Anwohnerparken

An Kamens Körnerstraße könnte es bald keine Knöllchen mehr geben

An der Körnerstraße in Kamens Innenstadt parkten die Anwohner jahrelang gern zwischen den Bäumen: Doch in jüngster Zeit hagelte es dafür Knöllchen. Laut Stadt könnte sich das aber ändern.
An der Körnerstraße in Kamen parken die Autos am Straßenrand. Ein Abstellen auf dem breiten Gehweg zwischen den Bäumen ist nicht erlaubt.
Wer jüngst zwischend den Bäumen an der Körnerstraße parkte, bekam ein Knöllchen. Nun will die Stadtverwaltung prüfen, ob die Fläche als Parkraum offiziell freigegeben werden kann. Dann wären Bußgelder Geschichte. © Johannes Brüne

So mancher Anwohner der Körnerstraße traute in den vergangenen Wochen seinen Augen nicht: Dort, wo man jahrelang in den Nischen zwischen den Bäumen auf dem breiten Gehweg geparkt hatte, hatten die Fahrzeuge plötzlich Knöllchen.

Das Ordnungsamt der Stadt Kamen war durch die Straße gegangen und hatte die Autofahrer zur Kasse gebeten. Der Bereich ist nämlich kein ausgewiesener Parkraum. „Zum Aufgabenspektrum der Stadtverwaltung Kamen gehören unter anderem die Überwachung des ruhenden Verkehrs und damit auch die Ahndung von Verkehrsordnungswidrigkeiten wie hier das Parken auf Gehwegen“, erklärt Stadtsprecher Rüdiger Büscher auf Anfrage der Redaktion.

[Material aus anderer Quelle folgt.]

use anyhow::Result;
use futures_util::StreamExt;
use moka::future::Cache;
use once_cell::sync::Lazy;
use sqlx::MySqlPool;
use std::time::Duration;

use crate::model::contractor::Contractor;

/// Pay profiles keyed by exact contractor name. Hit on every clock-in
/// and every report line, so reads must not go to the database.
pub static PROFILE_CACHE: Lazy<Cache<String, Contractor>> = Lazy::new(|| {
    Cache::builder()
        .max_capacity(10_000) // a small firm; this is generous
        .time_to_live(Duration::from_secs(3600)) // 1h TTL, writes invalidate anyway
        .build()
});

pub async fn store(contractor: &Contractor) {
    PROFILE_CACHE
        .insert(contractor.name.clone(), contractor.clone())
        .await;
}

pub async fn get(name: &str) -> Option<Contractor> {
    PROFILE_CACHE.get(name).await
}

/// Drop a profile after a rate/CIS/name change so the next lookup
/// refetches the row.
pub async fn invalidate(name: &str) {
    PROFILE_CACHE.invalidate(name).await;
}

/// Read-through lookup: cache first, database on miss.
pub async fn lookup(pool: &MySqlPool, name: &str) -> Result<Option<Contractor>> {
    if let Some(profile) = get(name).await {
        return Ok(Some(profile));
    }

    let row = sqlx::query_as::<_, Contractor>(
        r#"
        SELECT id, name, email, trade, phone, hourly_rate, cis_registered, status
        FROM contractors
        WHERE name = ?
        "#,
    )
    .bind(name)
    .fetch_optional(pool)
    .await?;

    if let Some(ref profile) = row {
        store(profile).await;
    }

    Ok(row)
}

/// Load every active pay profile into the cache at startup (batched)
pub async fn warmup_profile_cache(pool: &MySqlPool, batch_size: usize) -> Result<()> {
    let mut stream = sqlx::query_as::<_, Contractor>(
        r#"
        SELECT id, name, email, trade, phone, hourly_rate, cis_registered, status
        FROM contractors
        "#,
    )
    .fetch(pool);

    let mut batch: Vec<Contractor> = Vec::with_capacity(batch_size);
    let mut total_count = 0usize;

    while let Some(row) = stream.next().await {
        batch.push(row?);
        total_count += 1;

        if batch.len() >= batch_size {
            store_batch(&batch).await;
            batch.clear();
        }
    }

    if !batch.is_empty() {
        store_batch(&batch).await;
    }

    log::info!("Profile cache warmup complete: {} contractors", total_count);

    Ok(())
}

async fn store_batch(contractors: &[Contractor]) {
    let futures: Vec<_> = contractors
        .iter()
        .map(|c| PROFILE_CACHE.insert(c.name.clone(), c.clone()))
        .collect();

    futures::future::join_all(futures).await;
}
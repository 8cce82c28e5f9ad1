pub mod db_utils;
pub mod name_filter;
pub mod profile_cache;
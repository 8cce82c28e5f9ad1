//! Weekly CIS earnings engine.
//!
//! Pure computation over sessions and pay profiles already fetched from
//! the database: no I/O, no shared state, safe to run twice per request
//! (preview and export) with identical output.

pub mod cis;
pub mod hours;
pub mod penalty;
pub mod rates;
pub mod rules;
pub mod weekly;

use std::collections::HashMap;

use chrono::NaiveDate;
use serde::Serialize;
use thiserror::Error;
use utoipa::ToSchema;

use crate::model::contractor::Contractor;
use crate::model::work_session::{SessionStatus, WorkSession};
use self::cis::round_currency;
use self::rules::PayrollRules;
use self::weekly::WeeklyEarningsReport;

#[derive(Debug, Error)]
pub enum PricingError {
    #[error("no pay profile for contractor '{name}'")]
    UnresolvedContractor { name: String },

    #[error("session {session_id} is not payable: {reason}")]
    InvalidSession { session_id: u64, reason: String },

    #[error("contractor '{name}' has an unusable hourly rate: {rate}")]
    InvalidRate { name: String, rate: f64 },
}

/// Per-session problem reported alongside the weekly report instead of
/// failing it. `priced == false` means the session is missing from the
/// totals; `priced == true` marks a consistency warning on a session
/// that was still paid.
#[derive(Debug, Clone, Serialize, ToSchema)]
pub struct SessionDiagnostic {
    #[schema(example = 41)]
    pub session_id: u64,
    #[schema(example = "Dalwayne Simpson")]
    pub contractor: String,
    #[schema(example = "no pay profile for contractor 'Dalwayne Simpson'")]
    pub problem: String,
    pub priced: bool,
}

impl SessionDiagnostic {
    fn unpriced(session: &WorkSession, err: &PricingError) -> Self {
        Self {
            session_id: session.id,
            contractor: session.contractor_name.clone(),
            problem: err.to_string(),
            priced: false,
        }
    }
}

/// One session priced end to end: normalized hours, rate decision,
/// lateness penalty, CIS withholding. All money fields are in pennies
/// precision (two decimals).
#[derive(Debug, Clone, Serialize, ToSchema)]
pub struct PricedSession {
    #[schema(example = 41)]
    pub session_id: u64,
    #[schema(example = 12, nullable = true)]
    pub contractor_id: Option<u64>,
    #[schema(example = "Dalwayne Simpson")]
    pub contractor: String,
    #[schema(example = "2025-08-11", value_type = String, format = "date")]
    pub date: NaiveDate,
    /// Hours counted for pay, capped at the full-day threshold.
    #[schema(example = 8.0)]
    pub hours: f64,
    pub full_day: bool,
    #[schema(example = 150.0)]
    pub gross: f64,
    #[schema(example = 0.0)]
    pub late_penalty: f64,
    #[schema(example = 45.0)]
    pub cis_deduction: f64,
    #[schema(example = 105.0)]
    pub net: f64,
}
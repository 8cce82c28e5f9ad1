use actix_web::{
    HttpResponse, Responder,
    error::{ErrorBadRequest, ErrorInternalServerError},
    web,
};
use chrono::NaiveDate;
use serde::Deserialize;
use sqlx::MySqlPool;
use tracing::{error, warn};
use utoipa::{IntoParams, ToSchema};

use crate::auth::auth::AuthUser;
use crate::config::Config;
use crate::model::contractor::Contractor;
use crate::model::work_session::WorkSession;
use crate::payroll::{ContractorDirectory, compute_weekly_earnings};
use crate::payroll::weekly::WeeklyEarningsReport;

#[derive(Deserialize, IntoParams, ToSchema)]
pub struct WeeklyEarningsQuery {
    /// Week-ending date, YYYY-MM-DD. Any date inside the week works;
    /// it snaps to the configured week boundary.
    #[schema(example = "2025-08-17")]
    pub week_ending: String,

    /// Restrict the report to a single contractor (exact name)
    #[schema(example = "Dalwayne Simpson")]
    pub contractor: Option<String>,
}

/// Weekly CIS earnings report
#[utoipa::path(
    get,
    path = "/api/v1/earnings/weekly",
    params(WeeklyEarningsQuery),
    responses(
        (status = 200, description = "Weekly earnings report", body = WeeklyEarningsReport),
        (status = 400, description = "Malformed week_ending date"),
        (status = 401, description = "Unauthorized"),
        (status = 403, description = "Forbidden"),
        (status = 500, description = "Internal server error")
    ),
    security(
        ("bearer_auth" = [])
    ),
    tag = "Earnings"
)]
pub async fn weekly_earnings(
    auth: AuthUser,
    pool: web::Data<MySqlPool>,
    config: web::Data<Config>,
    query: web::Query<WeeklyEarningsQuery>,
) -> actix_web::Result<impl Responder> {
    auth.require_manager_or_admin()?;

    // the only hard input error: everything else degrades to diagnostics
    let week_ending = NaiveDate::parse_from_str(&query.week_ending, "%Y-%m-%d")
        .map_err(|_| ErrorBadRequest("week_ending must be a YYYY-MM-DD date"))?;

    let rules = &config.payroll;
    let (week_start, week_end) = rules.week_policy.window_containing(week_ending);

    let sessions = sqlx::query_as::<_, WorkSession>(
        r#"
        SELECT id, contractor_id, contractor_name, site_location, start_time, end_time,
               total_hours, status, start_latitude, start_longitude, end_latitude, end_longitude
        FROM work_sessions
        WHERE DATE(start_time) BETWEEN ? AND ?
        ORDER BY contractor_name, start_time
        "#,
    )
    .bind(week_start)
    .bind(week_end)
    .fetch_all(pool.get_ref())
    .await
    .map_err(|e| {
        error!(error = %e, "Failed to fetch work sessions for report");
        ErrorInternalServerError("Database error")
    })?;

    let contractors = sqlx::query_as::<_, Contractor>(
        r#"
        SELECT id, name, email, trade, phone, hourly_rate, cis_registered, status
        FROM contractors
        "#,
    )
    .fetch_all(pool.get_ref())
    .await
    .map_err(|e| {
        error!(error = %e, "Failed to fetch contractors for report");
        ErrorInternalServerError("Database error")
    })?;

    let directory = ContractorDirectory::new(contractors);

    let report = compute_weekly_earnings(
        week_ending,
        query.contractor.as_deref(),
        &sessions,
        &directory,
        rules,
    );

    let unpriced = report.diagnostics.iter().filter(|d| !d.priced).count();
    if unpriced > 0 {
        warn!(
            unpriced,
            week_ending = %report.week_ending,
            "Weekly report has sessions that could not be priced"
        );
    }

    Ok(HttpResponse::Ok().json(report))
}
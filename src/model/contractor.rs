use serde::{Deserialize, Serialize};
use utoipa::ToSchema;

#[derive(Debug, Clone, Serialize, Deserialize, sqlx::FromRow, ToSchema)]
#[schema(
    example = json!({
        "id": 12,
        "name": "Dalwayne Simpson",
        "email": "dalwayne@company.com",
        "trade": "Bricklayer",
        "phone": "+447700900123",
        "hourly_rate": 18.75,
        "cis_registered": false,
        "status": "available"
    })
)]
pub struct Contractor {
    #[schema(example = 12)]
    pub id: u64,

    #[schema(example = "Dalwayne Simpson")]
    pub name: String,

    #[schema(example = "dalwayne@company.com")]
    pub email: String,

    #[schema(example = "Bricklayer")]
    pub trade: String,

    #[schema(example = "+447700900123", nullable = true)]
    pub phone: Option<String>,

    /// Pay rate in GBP per hour, set by the admin at onboarding.
    #[schema(example = 18.75)]
    pub hourly_rate: f64,

    /// Registered subcontractors are withheld at the lower CIS rate.
    #[schema(example = false)]
    pub cis_registered: bool,

    #[schema(example = "available")]
    pub status: String,
}

impl Contractor {
    /// Flat rate for a full day on site, derived from the hourly rate.
    pub fn daily_rate(&self, full_day_hours: f64) -> f64 {
        self.hourly_rate * full_day_hours
    }
}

Parkverstöße gesetzeskonform geahndet

„Der Außendienst der Stadt Kamen hat gesetzeskonform die Parkverstöße an der Körnerstraße in Kamen erfasst und geahndet. Verstöße gegen die Straßenverkehrsordnung in einem Bereich veranlassen die Stadt Kamen stets dazu, eine Prüfung bezogen auf die Örtlichkeit und der Verkehrslage in Abwägung mit dem Gefährdungspotenzial für bestimmte Nutzergruppen durchzuführen.“

Heißt: Die zwischen den Bäumen parkenden Autos hätten unter Umständen Fußgänger oder Rettungswege behindern können. Deshalb die Knöllchen. Allerdings will sich die Stadt die spezielle Sachlage an der Körnerstraße auch noch einmal ansehen, denn: Der Gehweg jenseits der Bäume ist sehr breit und die Freiflächen zwischen den Bäumen bieten genügend Platz für eine Parkbucht. „Es sieht doch eigentlich auch so aus, als wenn diese Lücken für genau diesen Zweck gemacht worden wären“, sagt ein Anwohner. Denn die Alternative ist, dass die Fahrzeuge auf der Fahrbahn parken.

Bedarfsgerechtes Miteinander wird geprüft

„Es ist die tägliche Arbeit und Herausforderung der Stadtverwaltung Kamen, alle Bedürfnisse der Menschen dieser Stadt in den Blick zu nehmen. Auf der einen Seite gilt es hier die Einhaltung der Regelungen der Straßenverkehrsordnung zu überwachen, um Nutzerinnen und Nutzer von Gehwegen zu schützen, auf der anderen Seite prüft die Stadtverwaltung Kamen nach pflichtgemäßen Ermessen, welche Maßnahmen in Abwägung der Gesamtsituation erforderlich sind, um ein bedarfsgerechtes Miteinander zu gewährleisten“, teilt Büscher mit.

Für die Körnerstraße werde daher derzeit geprüft, ob die vorhandene Gehwegsituation Möglichkeiten biete, so dass künftig gesetzeskonform auf den Gehwegen geparkt werden könnte. Dazu muss sichergestellt sein, dass es wirklich ausreichend Kapazitäten sowohl für Fußgängerinnen und Fußgänger als auch Rollstühle, Rollatoren oder Kinderwagen gibt. Dann könnte der sonst ungenutzte Bereich zwischen den Bäumen als Parkraum zur Verfügung stehen, um sowohl parkraumsuchenden Anwohnern als auch Fußgängern ausreichend Platz für ihre Belange zur Verfügung zu stellen.